Before ANDERSON, McKAY and LUCERO, Circuit Judges.


ORDER AND JUDGMENT* 

Anthony Watkins appeals the district court's decision to sentence him to 262 months imprisonment for possession with intent to distribute cocaine base, a violation of 21 U.S.C. § 841(a) (1). In arriving at that sentence, the district court attributed to the defendant 8,864.2 grams of cocaine base and 2,746.9 grams of marijuana. On appeal, Watkins alleges two errors in that specific attribution: first, that the information used to establish the attribution lacks the necessary indicia of reliability, see United States v. Washington, 11 F.3d 1510, 1516 (10th Cir. 1993); and, second, that the attribution is not supported by a preponderance of the evidence before the court, see United States v. Richards, 27 F.3d 465, 468 (1994). We exercise jurisdiction pursuant to 28 U.S.C. § 1291, and affirm.

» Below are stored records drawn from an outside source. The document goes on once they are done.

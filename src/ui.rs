//! The page the handler reads from and paints into.

use std::collections::HashMap;
use std::sync::Mutex;

use thiserror::Error;

use crate::verdict;

#[derive(Error, Debug, Clone, PartialEq, Eq)]
pub enum UiError {
    #[error("No element with id '{0}'")]
    ElementNotFound(String),
    #[error("Document lock poisoned")]
    Poisoned,
}

/// Display surface seen by the handler: one input to read, one container
/// to replace.
pub trait UiPort: Send + Sync {
    fn read_input_text(&self) -> Result<String, UiError>;

    fn render_result(
        &self,
        text: &str,
        sentiment: &str,
        color: &str,
        size: &str,
    ) -> Result<(), UiError>;
}

#[derive(Debug, Clone, Default, PartialEq, Eq)]
pub struct Element {
    pub value: String,
    pub inner_html: String,
}

/// In-memory page: elements addressed by id.
#[derive(Debug)]
pub struct Document {
    input_id: String,
    result_id: String,
    elements: Mutex<HashMap<String, Element>>,
}

impl Document {
    /// An empty page that reads `input_id` and writes `result_id`.
    pub fn new(input_id: impl Into<String>, result_id: impl Into<String>) -> Self {
        Self {
            input_id: input_id.into(),
            result_id: result_id.into(),
            elements: Mutex::new(HashMap::new()),
        }
    }

    /// The stock form: `text` input holding `value` and an empty `result`.
    pub fn with_form(value: impl Into<String>) -> Self {
        let doc = Self::new("text", "result");
        doc.insert("text", Element { value: value.into(), ..Element::default() });
        doc.insert("result", Element::default());
        doc
    }

    pub fn insert(&self, id: impl Into<String>, element: Element) {
        // A poisoned map still holds consistent data; inserts are whole-value.
        let mut elements = self.elements.lock().unwrap_or_else(|e| e.into_inner());
        elements.insert(id.into(), element);
    }

    pub fn set_value(&self, id: &str, value: impl Into<String>) -> Result<(), UiError> {
        self.with_element(id, |el| el.value = value.into())
    }

    pub fn element(&self, id: &str) -> Option<Element> {
        self.elements.lock().ok()?.get(id).cloned()
    }

    /// Current markup of the result container.
    pub fn result_html(&self) -> Result<String, UiError> {
        self.with_element(&self.result_id, |el| el.inner_html.clone())
    }

    fn with_element<R>(&self, id: &str, f: impl FnOnce(&mut Element) -> R) -> Result<R, UiError> {
        let mut elements = self.elements.lock().map_err(|_| UiError::Poisoned)?;
        let element = elements
            .get_mut(id)
            .ok_or_else(|| UiError::ElementNotFound(id.to_string()))?;
        Ok(f(element))
    }
}

impl UiPort for Document {
    fn read_input_text(&self) -> Result<String, UiError> {
        self.with_element(&self.input_id, |el| el.value.clone())
    }

    fn render_result(
        &self,
        text: &str,
        sentiment: &str,
        color: &str,
        size: &str,
    ) -> Result<(), UiError> {
        let markup = verdict::fragment(text, sentiment, color, size);
        self.with_element(&self.result_id, |el| el.inner_html = markup)
    }
}
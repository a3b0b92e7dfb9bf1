use std::io::{self, BufRead, Write};
use std::sync::Arc;

use anyhow::{Context, Result};
use sentiment_client::{
    ClientConfig, Completion, Document, Element, HttpTransport, SentimentRequestHandler,
};
use tracing_subscriber::EnvFilter;

#[tokio::main]
async fn main() -> Result<()> {
    tracing_subscriber::fmt()
        .with_env_filter(EnvFilter::try_from_default_env().unwrap_or_else(|_| EnvFilter::new("warn")))
        .with_writer(io::stderr)
        .init();

    let config = ClientConfig::load()?;
    tracing::info!(base_url = %config.base_url, endpoint = %config.endpoint, "client configured");

    let args: Vec<String> = std::env::args().skip(1).collect();
    let text = if args.is_empty() { read_line()? } else { args.join(" ") };

    let doc = Arc::new(Document::new(config.input_id.clone(), config.result_id.clone()));
    doc.insert(config.input_id.clone(), Element { value: text, ..Element::default() });
    doc.insert(config.result_id.clone(), Element::default());

    let transport = Arc::new(HttpTransport::new(config.base_url.clone()));
    let handler = SentimentRequestHandler::new(doc.clone(), transport).with_endpoint(config.endpoint);

    let pending = handler.analyze_sentiment()?;
    match pending.await.context("Request task panicked")?? {
        Completion::Rendered(_) => println!("{}", doc.result_html()?),
        Completion::Ignored(reason) => {
            tracing::info!(?reason, "result left untouched");
            println!("(no result)");
        }
    }

    Ok(())
}

/// One line from stdin, terminator stripped. Empty input is sent as-is.
fn read_line() -> Result<String> {
    eprint!("> ");
    io::stderr().flush()?;

    let mut line = String::new();
    io::stdin().lock().read_line(&mut line)?;
    if line.ends_with('\n') {
        line.pop();
        if line.ends_with('\r') {
            line.pop();
        }
    }
    Ok(line)
}
use std::sync::Arc;

use tokio::task::JoinHandle;

use crate::payload::AnalyzeRequest;
use crate::transport::{HttpReply, Transport, TransportError};
use crate::ui::UiPort;
use crate::verdict::{self, Decision, IgnoreReason, Rendition};
use crate::SentimentError;

pub const DEFAULT_ENDPOINT: &str = "/";

/// How one invocation settled.
#[derive(Debug, Clone, PartialEq, Eq)]
pub enum Completion {
    Rendered(Rendition),
    Ignored(IgnoreReason),
}

/// Bound to the page's "analyze" action. Each call reads the input once,
/// fires one request and paints at most once.
pub struct SentimentRequestHandler<U, T> {
    ui: Arc<U>,
    transport: Arc<T>,
    endpoint: String,
}

impl<U, T> SentimentRequestHandler<U, T>
where
    U: UiPort + 'static,
    T: Transport + 'static,
{
    pub fn new(ui: Arc<U>, transport: Arc<T>) -> Self {
        Self { ui, transport, endpoint: DEFAULT_ENDPOINT.to_string() }
    }

    pub fn with_endpoint(mut self, endpoint: impl Into<String>) -> Self {
        self.endpoint = endpoint.into();
        self
    }

    pub fn ui(&self) -> &Arc<U> {
        &self.ui
    }

    /// Captures the input and fires the request, returning as soon as it is
    /// in flight. A missing input element fails here, before anything is
    /// sent. The handle may be dropped; the request still runs to
    /// completion and a malformed reply surfaces only through it.
    pub fn analyze_sentiment(
        &self,
    ) -> Result<JoinHandle<Result<Completion, SentimentError>>, SentimentError> {
        let text = self.ui.read_input_text()?;
        let body = AnalyzeRequest::new(text).to_json()?;

        let ui = Arc::clone(&self.ui);
        let transport = Arc::clone(&self.transport);
        let endpoint = self.endpoint.clone();

        Ok(tokio::spawn(async move {
            let reply = transport.post_json(&endpoint, body).await;
            complete(ui.as_ref(), reply)
        }))
    }
}

/// Completion handler for one exchange.
pub fn complete<U: UiPort + ?Sized>(
    ui: &U,
    reply: Result<HttpReply, TransportError>,
) -> Result<Completion, SentimentError> {
    let reply = match reply {
        Ok(reply) => reply,
        Err(e) => {
            tracing::debug!(error = %e, "no response; page left untouched");
            return Ok(Completion::Ignored(IgnoreReason::NoResponse));
        }
    };

    match verdict::decide(reply.status, &reply.body)? {
        Decision::Render(rendition) => {
            let tone = rendition.tone;
            ui.render_result(&rendition.text, &rendition.sentiment, tone.color, tone.font_size)?;
            tracing::debug!(sentiment = %rendition.sentiment, "result rendered");
            Ok(Completion::Rendered(rendition))
        }
        Decision::Ignore(reason) => {
            tracing::debug!(?reason, "reply ignored");
            Ok(Completion::Ignored(reason))
        }
    }
}

#[cfg(test)]
mod tests {
    use super::*;
    use crate::ui::{Document, Element};
    use futures::future::BoxFuture;
    use pretty_assertions::assert_eq;
    use std::collections::HashMap;
    use std::sync::Mutex;
    use tokio::sync::oneshot;

    /// Answers every request with the same reply and records what was sent.
    struct CannedTransport {
        reply: Option<HttpReply>,
        sent: Mutex<Vec<(String, Vec<u8>)>>,
    }

    impl CannedTransport {
        fn replying(status: u16, body: &str) -> Arc<Self> {
            Arc::new(Self { reply: Some(HttpReply::new(status, body)), sent: Mutex::new(Vec::new()) })
        }

        fn unreachable() -> Arc<Self> {
            Arc::new(Self { reply: None, sent: Mutex::new(Vec::new()) })
        }

        fn sent(&self) -> Vec<(String, serde_json::Value)> {
            self.sent
                .lock()
                .unwrap()
                .iter()
                .map(|(path, body)| (path.clone(), serde_json::from_slice(body).unwrap()))
                .collect()
        }
    }

    impl Transport for CannedTransport {
        fn post_json<'a>(
            &'a self,
            path: &'a str,
            body: Vec<u8>,
        ) -> BoxFuture<'a, Result<HttpReply, TransportError>> {
            self.sent.lock().unwrap().push((path.to_string(), body));
            let reply = self
                .reply
                .clone()
                .ok_or_else(|| TransportError::InvalidUrl("http://nowhere".into()));
            Box::pin(async move { reply })
        }
    }

    /// Holds each request until the test releases the reply for its text.
    struct GatedTransport {
        gates: Mutex<HashMap<String, oneshot::Receiver<HttpReply>>>,
    }

    impl Transport for GatedTransport {
        fn post_json<'a>(
            &'a self,
            _path: &'a str,
            body: Vec<u8>,
        ) -> BoxFuture<'a, Result<HttpReply, TransportError>> {
            let request: AnalyzeRequest = serde_json::from_slice(&body).unwrap();
            let gate = self.gates.lock().unwrap().remove(&request.text).unwrap();
            Box::pin(async move {
                gate.await.map_err(|_| TransportError::InvalidUrl("gate dropped".into()))
            })
        }
    }

    fn handler(
        input: &str,
        transport: Arc<CannedTransport>,
    ) -> SentimentRequestHandler<Document, CannedTransport> {
        SentimentRequestHandler::new(Arc::new(Document::with_form(input)), transport)
    }

    #[tokio::test]
    async fn sends_exactly_one_request_with_the_raw_text() {
        for input in ["", " spaced ", "ünïcödé ✓", "line\nbreak", "{\"json\":true}"] {
            let transport = CannedTransport::replying(404, "");
            let h = handler(input, transport.clone());
            h.analyze_sentiment().unwrap().await.unwrap().unwrap();

            assert_eq!(
                transport.sent(),
                vec![("/".to_string(), serde_json::json!({ "text": input }))]
            );
        }
    }

    #[tokio::test]
    async fn positive_reply_renders_green() {
        let transport = CannedTransport::replying(200, r#"{"sentiment":"Positive","text":"great day"}"#);
        let h = handler("great day", transport);

        let done = h.analyze_sentiment().unwrap().await.unwrap().unwrap();
        assert!(matches!(done, Completion::Rendered(_)));
        assert_eq!(
            h.ui().result_html().unwrap(),
            "<h2>Sentiment Result</h2><p><strong>Text:</strong> great day</p>\
             <p><strong>Sentiment:</strong> \
             <span style=\"color:green;font-size:24px;\">Positive</span></p>"
        );
    }

    #[tokio::test]
    async fn negative_and_neutral_render_red() {
        for label in ["Negative", "Neutral"] {
            let body = format!(r#"{{"sentiment":"{}","text":"X"}}"#, label);
            let h = handler("X", CannedTransport::replying(200, &body));
            h.analyze_sentiment().unwrap().await.unwrap().unwrap();

            let html = h.ui().result_html().unwrap();
            assert!(html.contains("color:red;font-size:20px;"), "{}", html);
            assert!(html.contains(&format!(">{}</span>", label)));
        }
    }

    #[tokio::test]
    async fn failures_leave_the_container_untouched() {
        let cases = [
            (CannedTransport::replying(404, r#"{"sentiment":"Positive","text":"X"}"#), IgnoreReason::Status(404)),
            (CannedTransport::replying(200, r#"{"text":"X"}"#), IgnoreReason::NoSentiment),
            (CannedTransport::replying(200, r#"{"sentiment":"","text":"X"}"#), IgnoreReason::NoSentiment),
            (CannedTransport::unreachable(), IgnoreReason::NoResponse),
        ];

        for (transport, reason) in cases {
            let h = handler("X", transport);
            h.ui().insert("result", Element { inner_html: "previous".into(), ..Element::default() });

            let done = h.analyze_sentiment().unwrap().await.unwrap().unwrap();
            assert_eq!(done, Completion::Ignored(reason));
            assert_eq!(h.ui().result_html().unwrap(), "previous");
        }
    }

    #[tokio::test]
    async fn malformed_reply_faults_and_leaves_the_container_untouched() {
        let h = handler("X", CannedTransport::replying(200, "<html>oops</html>"));
        h.ui().insert("result", Element { inner_html: "previous".into(), ..Element::default() });

        let outcome = h.analyze_sentiment().unwrap().await.unwrap();
        assert!(matches!(outcome, Err(SentimentError::MalformedBody(_))));
        assert_eq!(h.ui().result_html().unwrap(), "previous");
    }

    #[tokio::test]
    async fn missing_input_fails_before_sending() {
        let transport = CannedTransport::replying(200, "{}");
        let h = SentimentRequestHandler::new(Arc::new(Document::new("text", "result")), transport.clone());

        assert!(matches!(h.analyze_sentiment(), Err(SentimentError::Ui(_))));
        assert!(transport.sent().is_empty());
    }

    #[tokio::test]
    async fn endpoint_is_configurable() {
        let transport = CannedTransport::replying(404, "");
        let h = handler("X", transport.clone()).with_endpoint("/predict");
        h.analyze_sentiment().unwrap().await.unwrap().unwrap();
        assert_eq!(transport.sent()[0].0, "/predict");
    }

    #[tokio::test]
    async fn identical_exchanges_render_identical_markup() {
        let transport = CannedTransport::replying(200, r#"{"sentiment":"Negative","text":"again"}"#);
        let h = handler("again", transport);

        h.analyze_sentiment().unwrap().await.unwrap().unwrap();
        let first = h.ui().result_html().unwrap();
        h.analyze_sentiment().unwrap().await.unwrap().unwrap();
        assert_eq!(h.ui().result_html().unwrap(), first);
    }

    #[tokio::test]
    async fn concurrent_calls_are_independent_and_last_arrival_wins() {
        let (first_tx, first_rx) = oneshot::channel();
        let (second_tx, second_rx) = oneshot::channel();
        let transport = Arc::new(GatedTransport {
            gates: Mutex::new(HashMap::from([
                ("first".to_string(), first_rx),
                ("second".to_string(), second_rx),
            ])),
        });
        let doc = Arc::new(Document::with_form("first"));
        let h = SentimentRequestHandler::new(doc.clone(), transport);

        let first = h.analyze_sentiment().unwrap();
        doc.set_value("text", "second").unwrap();
        let second = h.analyze_sentiment().unwrap();

        second_tx
            .send(HttpReply::new(200, r#"{"sentiment":"Positive","text":"second"}"#))
            .unwrap();
        second.await.unwrap().unwrap();
        assert!(doc.result_html().unwrap().contains("second"));

        first_tx
            .send(HttpReply::new(200, r#"{"sentiment":"Negative","text":"first"}"#))
            .unwrap();
        first.await.unwrap().unwrap();

        let html = doc.result_html().unwrap();
        assert!(html.contains("<strong>Text:</strong> first</p>"));
        assert!(html.contains("color:red;"));
    }
}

The drug quantities attributed to the defendant resulted in a base offense level of 38. That level is sustainable under the sentencing guidelines by an attribution of at least 1.5 kilograms of cocaine base. See U.S.S.G. § 2D1.1(c) (1). We review the sentencing court's attribution of drug quantities for clear error. See Richards, 27 F.3d at 468. We perceive no clear error in the attribution of at least 1.5 kilograms to Watkins.

In this case, more than 7 kilograms of cocaine base were attributed to Watkins based on the testimony of Sergeant Tyler Birdwell of the Oklahoma City Police Department. See PSI at 4; Sentencing Hr'g Tr. at 19-23, 35-36, 57-59. Sergeant Birdwell indicated that Lameisha Blackshire, a codefendant of Watkins, stated at a Rule 11 interview that she and Watkins had purchased around a pound of cocaine base from a person known only as "Jay" at least twice a month from May 1996 through the end of January 1997. See id. at 19-20, 35-36. Provided the district court could properly rely on it, Birdwell's testimony is clearly sufficient to support an attribution of at least 1.5 kilograms by a preponderance of the evidence.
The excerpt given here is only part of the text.